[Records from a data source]
#####

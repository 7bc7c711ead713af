//! Union of per-file results from independent cache entries.
//!
//! Each cache entry carries scores for a single method, so the results of a
//! multi-folder request arrive as several lists that mention the same file
//! names. They are folded into one record per file name.

use std::collections::BTreeMap;

use crate::models::PerFileResult;

/// Merge result groups into one record per file name, sorted by file name.
///
/// Score and path maps are unioned. When two groups carry a value for the
/// same method, the later group wins. Distinct methods never collide, so the
/// outcome does not depend on group order, and merging a group twice is the
/// same as merging it once.
pub fn merge<G>(groups: &[G]) -> Vec<PerFileResult>
where
    G: AsRef<[PerFileResult]>,
{
    let mut by_file: BTreeMap<&str, PerFileResult> = BTreeMap::new();
    for group in groups {
        for result in group.as_ref() {
            match by_file.get_mut(result.filename.as_str()) {
                Some(existing) => existing.absorb(result),
                None => {
                    by_file.insert(result.filename.as_str(), result.clone());
                }
            }
        }
    }
    by_file.into_values().collect()
}
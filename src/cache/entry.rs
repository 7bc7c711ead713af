//! The persisted per-comparison cache document.

use std::path::PathBuf;

use chrono::{DateTime, Utc};
use serde::{Deserialize, Serialize};

use super::key::CacheKey;
use crate::models::{BaseFolderPaths, ComparisonFolder, MethodName, PerFileResult};

/// Every per-file score for one comparison folder measured against one GT folder.
#[derive(Debug, Clone, PartialEq, Serialize, Deserialize)]
#[serde(rename_all = "camelCase")]
pub struct CachedComparisonEntry {
    /// Entry file name, `<gtHash>_<comparisonHash>.json`.
    pub cache_key: String,
    /// Base folders of the request that produced the entry. Only `gt` takes
    /// part in lookups.
    pub base_paths: BaseFolderPaths,
    /// Folder name at the time the entry was written.
    pub comparison_name: String,
    pub comparison_path: PathBuf,
    pub results: Vec<PerFileResult>,
    pub created_at: DateTime<Utc>,
    pub last_accessed_at: DateTime<Utc>,
}

impl CachedComparisonEntry {
    pub fn new(
        base_paths: &BaseFolderPaths,
        folder: &ComparisonFolder,
        results: Vec<PerFileResult>,
        now: DateTime<Utc>,
    ) -> Self {
        Self {
            cache_key: CacheKey::derive(&base_paths.gt, &folder.path).file_name(),
            base_paths: base_paths.clone(),
            comparison_name: folder.method().as_str().to_string(),
            comparison_path: folder.path.clone(),
            results,
            created_at: now,
            last_accessed_at: now,
        }
    }

    /// The key the stored scores are filed under.
    pub fn method(&self) -> MethodName {
        MethodName::from(self.comparison_name.as_str())
    }

    /// Whether at least one file carries a score for the stored method.
    pub fn is_usable(&self) -> bool {
        let method = self.method();
        self.results.iter().any(|r| r.has_scores_for(&method))
    }
}
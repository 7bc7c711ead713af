//! Path hashing and cache key derivation.
//!
//! Keys are derived from plaintext paths with a 32-bit rolling hash rendered
//! in base 36. The hash is not collision resistant; every lookup therefore
//! also compares the stored plaintext paths.

use std::fmt;
use std::path::Path;
use std::str::FromStr;

use super::CacheError;
use crate::constants::GT_INDEX_FILE;

const SEPARATOR: char = '_';
const EXTENSION: &str = ".json";
const ALPHABET: &[u8; 36] = b"0123456789abcdefghijklmnopqrstuvwxyz";

/// Hash a string: `h = h * 31 + c` over UTF-16 code units with 32-bit
/// wrapping arithmetic, absolute value in base 36.
///
/// Stable across processes and platforms.
pub fn hash_str(input: &str) -> String {
    let mut hash: i32 = 0;
    for unit in input.encode_utf16() {
        hash = hash
            .wrapping_shl(5)
            .wrapping_sub(hash)
            .wrapping_add(i32::from(unit));
    }
    to_base36(i64::from(hash).unsigned_abs())
}

/// Hash a filesystem path by its (lossy) string form.
pub fn hash_path(path: &Path) -> String {
    hash_str(&path.to_string_lossy())
}

fn to_base36(mut value: u64) -> String {
    if value == 0 {
        return "0".to_string();
    }
    let mut digits = Vec::new();
    while value > 0 {
        digits.push(ALPHABET[(value % 36) as usize]);
        value /= 36;
    }
    digits.reverse();
    String::from_utf8_lossy(&digits).into_owned()
}

fn is_hash(s: &str) -> bool {
    !s.is_empty() && s.bytes().all(|b| b.is_ascii_digit() || b.is_ascii_lowercase())
}

/// Identity of one (GT folder, comparison folder) pair.
#[derive(Debug, Clone, PartialEq, Eq, Hash)]
pub struct CacheKey {
    /// Lookup key into the GT index.
    pub gt_hash: String,
    pub comparison_hash: String,
}

impl CacheKey {
    pub fn derive(gt: &Path, comparison: &Path) -> Self {
        Self {
            gt_hash: hash_path(gt),
            comparison_hash: hash_path(comparison),
        }
    }

    /// File name of the entry document: `<gtHash>_<comparisonHash>.json`.
    pub fn file_name(&self) -> String {
        format!("{}{SEPARATOR}{}{EXTENSION}", self.gt_hash, self.comparison_hash)
    }
}

impl fmt::Display for CacheKey {
    fn fmt(&self, f: &mut fmt::Formatter<'_>) -> fmt::Result {
        f.write_str(&self.file_name())
    }
}

impl FromStr for CacheKey {
    type Err = CacheError;

    /// Parse an entry file name back into its key.
    fn from_str(file_name: &str) -> Result<Self, Self::Err> {
        let invalid = || CacheError::InvalidKey(file_name.to_string());
        if file_name == GT_INDEX_FILE {
            return Err(invalid());
        }
        let stem = file_name.strip_suffix(EXTENSION).ok_or_else(invalid)?;
        let (gt_hash, comparison_hash) = stem.split_once(SEPARATOR).ok_or_else(invalid)?;
        if !is_hash(gt_hash) || !is_hash(comparison_hash) {
            return Err(invalid());
        }
        Ok(Self {
            gt_hash: gt_hash.to_string(),
            comparison_hash: comparison_hash.to_string(),
        })
    }
}
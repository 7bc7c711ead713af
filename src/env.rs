//! Environment variable abstraction for testability.
//!
//! Production code uses [`Env::real()`] which delegates to [`std::env::var`].
//! Tests use [`Env::mock()`] backed by a `HashMap`, so config layering can be
//! exercised without mutating the process environment.

use std::collections::HashMap;

/// Environment variable reader.
#[derive(Clone, Debug, Default)]
pub struct Env {
    overrides: Option<HashMap<String, String>>,
}

impl Env {
    /// Create an `Env` that reads from the real process environment.
    pub fn real() -> Self {
        Self { overrides: None }
    }

    /// Create an `Env` backed by explicit key-value pairs.
    pub fn mock(vars: impl IntoIterator<Item = (impl Into<String>, impl Into<String>)>) -> Self {
        Self {
            overrides: Some(
                vars.into_iter()
                    .map(|(k, v)| (k.into(), v.into()))
                    .collect(),
            ),
        }
    }

    /// Look up a variable, treating empty or whitespace-only values as unset.
    pub fn var(&self, name: &str) -> Option<String> {
        let value = match &self.overrides {
            Some(map) => map.get(name).cloned(),
            None => std::env::var(name).ok(),
        };
        value.filter(|v| !v.trim().is_empty())
    }

    /// Parse a boolean switch.
    ///
    /// Returns `None` when the variable is unset, `Some(Err(raw))` when it is
    /// set to something that is not a recognised boolean spelling.
    pub fn flag(&self, name: &str) -> Option<Result<bool, String>> {
        let raw = self.var(name)?;
        Some(match raw.trim().to_lowercase().as_str() {
            "true" | "1" | "yes" | "on" => Ok(true),
            "false" | "0" | "no" | "off" => Ok(false),
            _ => Err(raw),
        })
    }
}
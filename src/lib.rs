//! maskcmp: incremental GT comparison cache (library crate).
//!
//! Re-exports public modules for integration tests and external use.

pub mod backend;
pub mod cache;
pub mod compare;
pub mod config;
pub mod constants;
pub mod coordinator;
pub mod env;
pub mod models;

#####

• **Required work**: Could you write out all the data exactly as it is given?

• **Answer section**:
repository 7bc7c711ead713af
//! Union of per-file results from independent cache entries.
//!
//! Each cache entry carries scores for a single method, so the results of a
//! multi-folder request arrive as several lists that mention the same file
//! names. They are folded into one record per file name.

use std::collections::BTreeMap;

use crate::models::PerFileResult;

/// Merge result groups into one record per file name, sorted by file name.
///
/// Score and path maps are unioned. When two groups carry a value for the
/// same method, the later group wins. Distinct methods never collide, so the
/// outcome does not depend on group order, and merging a group twice is the
/// same as merging it once.
pub fn merge<G>(groups: &[G]) -> Vec<PerFileResult>
where
    G: AsRef<[PerFileResult]>,
{
    let mut by_file: BTreeMap<&str, PerFileResult> = BTreeMap::new();
    for group in groups {
        for result in group.as_ref() {
            match by_file.get_mut(result.filename.as_str()) {
                Some(existing) => existing.absorb(result),
                None => {
                    by_file.insert(result.filename.as_str(), result.clone());
                }
            }
        }
    }
    by_file.into_values().collect()
}
filename src/cache/entry.rs
repository 7bc7c711ead713af
//! The persisted per-comparison cache document.

use std::path::PathBuf;

use chrono::{DateTime, Utc};
use serde::{Deserialize, Serialize};

use super::key::CacheKey;
use crate::models::{BaseFolderPaths, ComparisonFolder, MethodName, PerFileResult};

/// Every per-file score for one comparison folder measured against one GT folder.
#[derive(Debug, Clone, PartialEq, Serialize, Deserialize)]
#[serde(rename_all = "camelCase")]
pub struct CachedComparisonEntry {
    /// Entry file name, `<gtHash>_<comparisonHash>.json`.
    pub cache_key: String,
    /// Base folders of the request that produced the entry. Only `gt` takes
    /// part in lookups.
    pub base_paths: BaseFolderPaths,
    /// Folder name at the time the entry was written.
    pub comparison_name: String,
    pub comparison_path: PathBuf,
    pub results: Vec<PerFileResult>,
    pub created_at: DateTime<Utc>,
    pub last_accessed_at: DateTime<Utc>,
}

impl CachedComparisonEntry {
    pub fn new(
        base_paths: &BaseFolderPaths,
        folder: &ComparisonFolder,
        results: Vec<PerFileResult>,
        now: DateTime<Utc>,
    ) -> Self {
        Self {
            cache_key: CacheKey::derive(&base_paths.gt, &folder.path).file_name(),
            base_paths: base_paths.clone(),
            comparison_name: folder.method().as_str().to_string(),
            comparison_path: folder.path.clone(),
            results,
            created_at: now,
            last_accessed_at: now,
        }
    }

    /// The key the stored scores are filed under.
    pub fn method(&self) -> MethodName {
        MethodName::from(self.comparison_name.as_str())
    }

    /// Whether at least one file carries a score for the stored method.
    pub fn is_usable(&self) -> bool {
        let method = self.method();
        self.results.iter().any(|r| r.has_scores_for(&method))
    }
}
repository 7bc7c711ead713af
//! Path hashing and cache key derivation.
//!
//! Keys are derived from plaintext paths with a 32-bit rolling hash rendered
//! in base 36. The hash is not collision resistant; every lookup therefore
//! also compares the stored plaintext paths.

use std::fmt;
use std::path::Path;
use std::str::FromStr;

use super::CacheError;
use crate::constants::GT_INDEX_FILE;

const SEPARATOR: char = '_';
const EXTENSION: &str = ".json";
const ALPHABET: &[u8; 36] = b"0123456789abcdefghijklmnopqrstuvwxyz";

/// Hash a string: `h = h * 31 + c` over UTF-16 code units with 32-bit
/// wrapping arithmetic, absolute value in base 36.
///
/// Stable across processes and platforms.
pub fn hash_str(input: &str) -> String {
    let mut hash: i32 = 0;
    for unit in input.encode_utf16() {
        hash = hash
            .wrapping_shl(5)
            .wrapping_sub(hash)
            .wrapping_add(i32::from(unit));
    }
    to_base36(i64::from(hash).unsigned_abs())
}

/// Hash a filesystem path by its (lossy) string form.
pub fn hash_path(path: &Path) -> String {
    hash_str(&path.to_string_lossy())
}

fn to_base36(mut value: u64) -> String {
    if value == 0 {
        return "0".to_string();
    }
    let mut digits = Vec::new();
    while value > 0 {
        digits.push(ALPHABET[(value % 36) as usize]);
        value /= 36;
    }
    digits.reverse();
    String::from_utf8_lossy(&digits).into_owned()
}

fn is_hash(s: &str) -> bool {
    !s.is_empty() && s.bytes().all(|b| b.is_ascii_digit() || b.is_ascii_lowercase())
}

/// Identity of one (GT folder, comparison folder) pair.
#[derive(Debug, Clone, PartialEq, Eq, Hash)]
pub struct CacheKey {
    /// Lookup key into the GT index.
    pub gt_hash: String,
    pub comparison_hash: String,
}

impl CacheKey {
    pub fn derive(gt: &Path, comparison: &Path) -> Self {
        Self {
            gt_hash: hash_path(gt),
            comparison_hash: hash_path(comparison),
        }
    }

    /// File name of the entry document: `<gtHash>_<comparisonHash>.json`.
    pub fn file_name(&self) -> String {
        format!("{}{SEPARATOR}{}{EXTENSION}", self.gt_hash, self.comparison_hash)
    }
}

impl fmt::Display for CacheKey {
    fn fmt(&self, f: &mut fmt::Formatter<'_>) -> fmt::Result {
        f.write_str(&self.file_name())
    }
}

impl FromStr for CacheKey {
    type Err = CacheError;

    /// Parse an entry file name back into its key.
    fn from_str(file_name: &str) -> Result<Self, Self::Err> {
        let invalid = || CacheError::InvalidKey(file_name.to_string());
        if file_name == GT_INDEX_FILE {
            return Err(invalid());
        }
        let stem = file_name.strip_suffix(EXTENSION).ok_or_else(invalid)?;
        let (gt_hash, comparison_hash) = stem.split_once(SEPARATOR).ok_or_else(invalid)?;
        if !is_hash(gt_hash) || !is_hash(comparison_hash) {
            return Err(invalid());
        }
        Ok(Self {
            gt_hash: gt_hash.to_string(),
            comparison_hash: comparison_hash.to_string(),
        })
    }
}
repository 7bc7c711ead713af
filename src/env.rs
//! Environment variable abstraction for testability.
//!
//! Production code uses [`Env::real()`] which delegates to [`std::env::var`].
//! Tests use [`Env::mock()`] backed by a `HashMap`, so config layering can be
//! exercised without mutating the process environment.

use std::collections::HashMap;

/// Environment variable reader.
#[derive(Clone, Debug, Default)]
pub struct Env {
    overrides: Option<HashMap<String, String>>,
}

impl Env {
    /// Create an `Env` that reads from the real process environment.
    pub fn real() -> Self {
        Self { overrides: None }
    }

    /// Create an `Env` backed by explicit key-value pairs.
    pub fn mock(vars: impl IntoIterator<Item = (impl Into<String>, impl Into<String>)>) -> Self {
        Self {
            overrides: Some(
                vars.into_iter()
                    .map(|(k, v)| (k.into(), v.into()))
                    .collect(),
            ),
        }
    }

    /// Look up a variable, treating empty or whitespace-only values as unset.
    pub fn var(&self, name: &str) -> Option<String> {
        let value = match &self.overrides {
            Some(map) => map.get(name).cloned(),
            None => std::env::var(name).ok(),
        };
        value.filter(|v| !v.trim().is_empty())
    }

    /// Parse a boolean switch.
    ///
    /// Returns `None` when the variable is unset, `Some(Err(raw))` when it is
    /// set to something that is not a recognised boolean spelling.
    pub fn flag(&self, name: &str) -> Option<Result<bool, String>> {
        let raw = self.var(name)?;
        Some(match raw.trim().to_lowercase().as_str() {
            "true" | "1" | "yes" | "on" => Ok(true),
            "false" | "0" | "no" | "off" => Ok(false),
            _ => Err(raw),
        })
    }
}
filename src/lib.rs
//! maskcmp: incremental GT comparison cache (library crate).
//!
//! Re-exports public modules for integration tests and external use.

pub mod backend;
pub mod cache;
pub mod compare;
pub mod config;
pub mod constants;
pub mod coordinator;
pub mod env;
pub mod models;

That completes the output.